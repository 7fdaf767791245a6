use crate::nats::traits::{JetStreamConsumer, JetStreamPublisher, LogRecord, PullConsumer};
use anyhow::{Context, Result};
use async_nats::jetstream::{self, stream::Config as StreamConfig};
use async_trait::async_trait;
use std::collections::BTreeMap;
use std::sync::Arc;
use std::time::Duration;
use tokio::sync::Mutex;
use tracing::{debug, error, info, instrument};

pub struct NatsClient {
    jetstream: jetstream::Context,
}

impl NatsClient {
    pub async fn connect(url: &str, timeout: std::time::Duration) -> Result<Self> {
        info!(url = %url, timeout_ms = timeout.as_millis(), "Connecting to NATS");

        // Configure connection timeout for establishing the TCP connection
        let client = async_nats::ConnectOptions::new()
            .connection_timeout(timeout)
            .connect(url)
            .await
            .context("Failed to connect to NATS")?;

        let jetstream = jetstream::new(client);

        info!("Successfully connected to NATS");
        Ok(Self { jetstream })
    }

    /// Create the stream if it is missing. Messages are retained until they
    /// exceed `limits`, so acknowledged entries stay replayable for a while
    /// without the stream growing forever.
    pub async fn ensure_stream(
        &self,
        stream_name: &str,
        subject: &str,
        limits: StreamLimits,
    ) -> Result<()> {
        info!(
            stream = %stream_name,
            subject = %subject,
            max_age_secs = limits.max_age.as_secs(),
            max_bytes = limits.max_bytes,
            "Ensuring stream exists"
        );

        let stream_config = stream_config(stream_name, subject, limits);

        match self.jetstream.get_stream(stream_name).await {
            Ok(_) => {
                info!(stream = %stream_name, "Stream already exists");
            }
            Err(_) => {
                self.jetstream
                    .create_stream(stream_config)
                    .await
                    .context("Failed to create stream")?;
                info!(stream = %stream_name, "Created stream");
            }
        }

        Ok(())
    }

    /// Create a JetStreamConsumer trait object from this client
    pub fn create_consumer_client(&self) -> Arc<dyn JetStreamConsumer> {
        Arc::new(NatsJetStreamConsumer::new(self.jetstream.clone()))
    }

    /// Create a JetStreamPublisher trait object from this client
    pub fn create_publisher_client(&self) -> Arc<dyn JetStreamPublisher> {
        Arc::new(NatsJetStreamPublisher::new(self.jetstream.clone()))
    }

    pub async fn close(self) {
        info!("Closing NATS connection");
        // Connection closes automatically when dropped
    }
}

/// Retention bounds for the telemetry stream. The oldest messages are
/// discarded once either bound is exceeded.
#[derive(Debug, Clone, Copy, PartialEq, Eq)]
pub struct StreamLimits {
    pub max_age: Duration,
    pub max_bytes: i64,
}

impl Default for StreamLimits {
    fn default() -> Self {
        Self {
            max_age: Duration::from_secs(7 * 24 * 60 * 60),
            max_bytes: 1024 * 1024 * 1024,
        }
    }
}

fn stream_config(stream_name: &str, subject: &str, limits: StreamLimits) -> StreamConfig {
    StreamConfig {
        name: stream_name.to_string(),
        subjects: vec![subject.to_string()],
        description: Some("Signed device telemetry awaiting persistence".to_string()),
        retention: jetstream::stream::RetentionPolicy::Limits,
        discard: jetstream::stream::DiscardPolicy::Old,
        max_age: limits.max_age,
        max_bytes: limits.max_bytes,
        ..Default::default()
    }
}

/// Concrete implementation of JetStreamConsumer using async-nats
pub struct NatsJetStreamConsumer {
    context: jetstream::Context,
}

impl NatsJetStreamConsumer {
    pub fn new(context: jetstream::Context) -> Self {
        Self { context }
    }
}

#[async_trait]
impl JetStreamConsumer for NatsJetStreamConsumer {
    async fn create_consumer(
        &self,
        config: jetstream::consumer::pull::Config,
        stream_name: &str,
    ) -> Result<Box<dyn PullConsumer>> {
        let consumer = self
            .context
            .create_consumer_on_stream(config, stream_name)
            .await
            .context("Failed to create consumer")?;

        Ok(Box::new(NatsPullConsumer {
            consumer,
            in_flight: Mutex::new(BTreeMap::new()),
        }))
    }
}

/// Concrete implementation of PullConsumer using async-nats
///
/// Fetched messages are held until acknowledged so that a cumulative ack
/// can be sent on the highest one.
pub struct NatsPullConsumer {
    consumer: jetstream::consumer::PullConsumer,
    in_flight: Mutex<BTreeMap<u64, jetstream::Message>>,
}

#[async_trait]
impl PullConsumer for NatsPullConsumer {
    async fn fetch_records(
        &self,
        max_messages: usize,
        expires: std::time::Duration,
    ) -> Result<Vec<LogRecord>> {
        use futures::StreamExt;

        let mut messages = self
            .consumer
            .fetch()
            .max_messages(max_messages)
            .expires(expires)
            .messages()
            .await
            .context("Failed to fetch messages")?;

        let mut records = Vec::new();
        let mut in_flight = self.in_flight.lock().await;
        while let Some(msg) = messages.next().await {
            match msg {
                Ok(message) => {
                    let sequence = match message.info() {
                        Ok(info) => info.stream_sequence,
                        Err(e) => {
                            error!(error = %e, "Message without JetStream metadata");
                            continue;
                        }
                    };
                    records.push(LogRecord {
                        sequence,
                        payload: message.payload.clone(),
                    });
                    in_flight.insert(sequence, message);
                }
                Err(e) => {
                    error!(error = %e, "Error receiving message");
                    // Continue processing other messages
                }
            }
        }

        debug!(count = records.len(), "Fetched records");
        Ok(records)
    }

    async fn ack_through(&self, sequence: u64) -> Result<()> {
        let mut in_flight = self.in_flight.lock().await;

        let Some(message) = in_flight.get(&sequence) else {
            anyhow::bail!("No in-flight message with sequence {}", sequence);
        };

        // AckPolicy::All: acking the highest sequence acknowledges everything before it
        message
            .ack()
            .await
            .map_err(|e| anyhow::anyhow!("Failed to ack message {}: {}", sequence, e))?;

        let still_pending = in_flight.split_off(&(sequence + 1));
        *in_flight = still_pending;
        Ok(())
    }

    async fn pending(&self) -> Result<u64> {
        let mut consumer = self.consumer.clone();
        let info = consumer
            .info()
            .await
            .context("Failed to read consumer info")?;

        Ok(info.num_pending + info.num_ack_pending as u64)
    }
}

/// Concrete implementation of JetStreamPublisher using async-nats
pub struct NatsJetStreamPublisher {
    context: jetstream::Context,
}

impl NatsJetStreamPublisher {
    pub fn new(context: jetstream::Context) -> Self {
        Self { context }
    }
}

#[async_trait]
impl JetStreamPublisher for NatsJetStreamPublisher {
    #[instrument(skip(self, payload), fields(subject = %subject, payload_size = payload.len()))]
    async fn publish(&self, subject: String, payload: bytes::Bytes) -> Result<u64> {
        let ack = self
            .context
            .publish(subject, payload)
            .await
            .context("Failed to publish message to JetStream")?;

        let ack = ack
            .await
            .context("Failed to receive JetStream acknowledgment")?;
        Ok(ack.sequence)
    }
}

#[cfg(test)]
mod tests {
    use super::*;

    #[test]
    fn test_stream_config_is_bounded() {
        let limits = StreamLimits {
            max_age: Duration::from_secs(3600),
            max_bytes: 4096,
        };

        let config = stream_config("telemetry", "telemetry.ingest", limits);

        assert_eq!(config.name, "telemetry");
        assert_eq!(config.subjects, vec!["telemetry.ingest".to_string()]);
        assert_eq!(config.max_age, Duration::from_secs(3600));
        assert_eq!(config.max_bytes, 4096);
        assert_eq!(config.discard, jetstream::stream::DiscardPolicy::Old);
    }

    #[test]
    fn test_default_limits_are_finite() {
        let limits = StreamLimits::default();

        assert!(limits.max_age > Duration::ZERO);
        assert!(limits.max_bytes > 0);
    }
}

[ACTION ITEM]:
Reproduce exactly the stretch of the material above that starts at the line with "in_flight.insert(sequence, message);" and ends at the line with "let info = consumer", both included, and nothing else.

[FINISHED EXERCISE]:
                    in_flight.insert(sequence, message);
                }
                Err(e) => {
                    error!(error = %e, "Error receiving message");
                    // Continue processing other messages
                }
            }
        }

        debug!(count = records.len(), "Fetched records");
        Ok(records)
    }

    async fn ack_through(&self, sequence: u64) -> Result<()> {
        let mut in_flight = self.in_flight.lock().await;

        let Some(message) = in_flight.get(&sequence) else {
            anyhow::bail!("No in-flight message with sequence {}", sequence);
        };

        // AckPolicy::All: acking the highest sequence acknowledges everything before it
        message
            .ack()
            .await
            .map_err(|e| anyhow::anyhow!("Failed to ack message {}: {}", sequence, e))?;

        let still_pending = in_flight.split_off(&(sequence + 1));
        *in_flight = still_pending;
        Ok(())
    }

    async fn pending(&self) -> Result<u64> {
        let mut consumer = self.consumer.clone();
        let info = consumer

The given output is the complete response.